Goal of the exercise: Note each line of the entries that includes "crate". Then copy those lines.

*** Source information ***

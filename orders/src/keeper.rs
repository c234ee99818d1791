//! The order keeper — typed access and state-machine enforcement over the
//! order store.

use crate::error::OrderError;
use crate::order::Order;
use crate::status::OrderStatus;
use custos_store::order::OrderStore;
use custos_types::OrderId;

/// Enforces order invariants in front of the byte-oriented store: unique
/// ids, immutable bindings (type, symbol, CU), monotonic status.
pub struct OrderKeeper<'a, S: OrderStore> {
    store: &'a S,
}

impl<'a, S: OrderStore> OrderKeeper<'a, S> {
    pub fn new(store: &'a S) -> Self {
        Self { store }
    }

    fn encode(order: &Order) -> Result<Vec<u8>, OrderError> {
        serde_json::to_vec(order).map_err(|e| OrderError::Codec(e.to_string()))
    }

    fn decode(bytes: &[u8]) -> Result<Order, OrderError> {
        serde_json::from_slice(bytes).map_err(|e| OrderError::Codec(e.to_string()))
    }

    /// Persist a freshly created order. The id must be unused.
    pub fn new_order(&self, order: &Order) -> Result<(), OrderError> {
        let id = order.id();
        if self.store.exists(&id)? {
            return Err(OrderError::Duplicate(id.to_string()));
        }
        self.store.put_order(&id, &Self::encode(order)?)?;
        Ok(())
    }

    pub fn get(&self, id: &OrderId) -> Result<Order, OrderError> {
        if !self.store.exists(id)? {
            return Err(OrderError::NotFound(id.to_string()));
        }
        Self::decode(&self.store.get_order(id)?)
    }

    pub fn exists(&self, id: &OrderId) -> Result<bool, OrderError> {
        Ok(self.store.exists(id)?)
    }

    /// Overwrite an existing order. The stored order must carry the same
    /// type, symbol, and CU binding — an id can never be rebound.
    pub fn set_order(&self, order: &Order) -> Result<(), OrderError> {
        let id = order.id();
        let stored = self.get(&id)?;
        if stored.order_type() != order.order_type() {
            return Err(OrderError::TypeMismatch {
                id: id.to_string(),
                expected: stored.order_type().to_string(),
                found: order.order_type().to_string(),
            });
        }
        if stored.base().symbol != order.base().symbol {
            return Err(OrderError::BindingMismatch {
                id: id.to_string(),
                field: "symbol".into(),
            });
        }
        if stored.base().cu_address != order.base().cu_address {
            return Err(OrderError::BindingMismatch {
                id: id.to_string(),
                field: "cu_address".into(),
            });
        }
        self.store.put_order(&id, &Self::encode(order)?)?;
        Ok(())
    }

    /// Advance an order one step along the status chain and persist it.
    pub fn advance(&self, order: &mut Order, to: OrderStatus) -> Result<(), OrderError> {
        let from = order.status();
        if !from.can_advance_to(to) {
            return Err(OrderError::InvalidTransition {
                id: order.id().to_string(),
                from,
                to,
            });
        }
        order.base_mut().status = to;
        self.set_order(order)
    }

    /// Roll a stuck order back to `Begin` (OrderRetry recovery).
    ///
    /// Only in-flight orders can be reset; `Begin` and `Finish` are left
    /// untouched.
    pub fn reset_to_begin(&self, order: &mut Order) -> Result<(), OrderError> {
        match order.status() {
            OrderStatus::WaitSign | OrderStatus::SignFinish => {
                order.base_mut().status = OrderStatus::Begin;
                self.set_order(order)
            }
            from => Err(OrderError::InvalidTransition {
                id: order.id().to_string(),
                from,
                to: OrderStatus::Begin,
            }),
        }
    }

    /// Require an order to be in `expected` status.
    pub fn expect_status(order: &Order, expected: OrderStatus) -> Result<(), OrderError> {
        if order.status() != expected {
            return Err(OrderError::UnexpectedStatus {
                id: order.id().to_string(),
                expected,
                found: order.status(),
            });
        }
        Ok(())
    }

    /// All stored order ids.
    pub fn order_ids(&self) -> Result<Vec<OrderId>, OrderError> {
        Ok(self.store.order_ids()?)
    }
}

#[cfg(test)]
mod tests {
    use super::*;
    use crate::order::{CollectOrder, OrderBase, WithdrawalOrder};
    use custos_nullables::NullStore;
    use custos_types::{Amount, CuAddress, ExtAddress, Symbol};

    fn collect(id: OrderId, cu: &str, symbol: &str) -> Order {
        Order::Collect(CollectOrder::new(
            OrderBase::new(
                id,
                CuAddress::new(format!("cu_{cu}")).unwrap(),
                Symbol::new(symbol).unwrap(),
                1,
            ),
            CuAddress::new(format!("cu_{cu}")).unwrap(),
            ExtAddress::new("maddr"),
            "hash".into(),
            0,
            Amount::new(100_000),
            String::new(),
        ))
    }

    #[test]
    fn duplicate_id_rejected() {
        let store = NullStore::new();
        let keeper = OrderKeeper::new(&store);
        let id = OrderId::random();
        keeper.new_order(&collect(id, "alice", "btc")).unwrap();
        assert!(matches!(
            keeper.new_order(&collect(id, "alice", "btc")),
            Err(OrderError::Duplicate(_))
        ));
    }

    #[test]
    fn id_cannot_be_rebound() {
        let store = NullStore::new();
        let keeper = OrderKeeper::new(&store);
        let id = OrderId::random();
        keeper.new_order(&collect(id, "alice", "btc")).unwrap();

        // Different type under the same id.
        let withdrawal = Order::Withdrawal(WithdrawalOrder::new(
            OrderBase::new(
                id,
                CuAddress::new("cu_alice").unwrap(),
                Symbol::new("btc").unwrap(),
                1,
            ),
            ExtAddress::new("dest"),
            Amount::new(1),
            Amount::new(1),
        ));
        assert!(matches!(
            keeper.set_order(&withdrawal),
            Err(OrderError::TypeMismatch { .. })
        ));

        // Different symbol under the same id.
        assert!(matches!(
            keeper.set_order(&collect(id, "alice", "eth")),
            Err(OrderError::BindingMismatch { .. })
        ));

        // Different CU under the same id.
        assert!(matches!(
            keeper.set_order(&collect(id, "bob", "btc")),
            Err(OrderError::BindingMismatch { .. })
        ));
    }

    #[test]
    fn advance_walks_the_chain() {
        let store = NullStore::new();
        let keeper = OrderKeeper::new(&store);
        let id = OrderId::random();
        let mut order = collect(id, "alice", "btc");
        keeper.new_order(&order).unwrap();

        keeper.advance(&mut order, OrderStatus::WaitSign).unwrap();
        keeper.advance(&mut order, OrderStatus::SignFinish).unwrap();
        keeper.advance(&mut order, OrderStatus::Finish).unwrap();
        assert_eq!(keeper.get(&id).unwrap().status(), OrderStatus::Finish);
    }

    #[test]
    fn advance_rejects_skips_and_regressions() {
        let store = NullStore::new();
        let keeper = OrderKeeper::new(&store);
        let mut order = collect(OrderId::random(), "alice", "btc");
        keeper.new_order(&order).unwrap();

        assert!(matches!(
            keeper.advance(&mut order, OrderStatus::Finish),
            Err(OrderError::InvalidTransition { .. })
        ));
        keeper.advance(&mut order, OrderStatus::WaitSign).unwrap();
        assert!(matches!(
            keeper.advance(&mut order, OrderStatus::Begin),
            Err(OrderError::InvalidTransition { .. })
        ));
    }

    #[test]
    fn reset_only_from_in_flight_states() {
        let store = NullStore::new();
        let keeper = OrderKeeper::new(&store);
        let mut order = collect(OrderId::random(), "alice", "btc");
        keeper.new_order(&order).unwrap();

        // Begin: nothing to reset.
        assert!(keeper.reset_to_begin(&mut order).is_err());

        keeper.advance(&mut order, OrderStatus::WaitSign).unwrap();
        keeper.reset_to_begin(&mut order).unwrap();
        assert_eq!(order.status(), OrderStatus::Begin);

        // Finish is terminal.
        keeper.advance(&mut order, OrderStatus::WaitSign).unwrap();
        keeper.advance(&mut order, OrderStatus::SignFinish).unwrap();
        keeper.advance(&mut order, OrderStatus::Finish).unwrap();
        assert!(keeper.reset_to_begin(&mut order).is_err());
    }
}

*** End of Source information ***

Answer box:
use crate::error::OrderError;
use crate::order::Order;
use crate::status::OrderStatus;
    use crate::order::{CollectOrder, OrderBase, WithdrawalOrder};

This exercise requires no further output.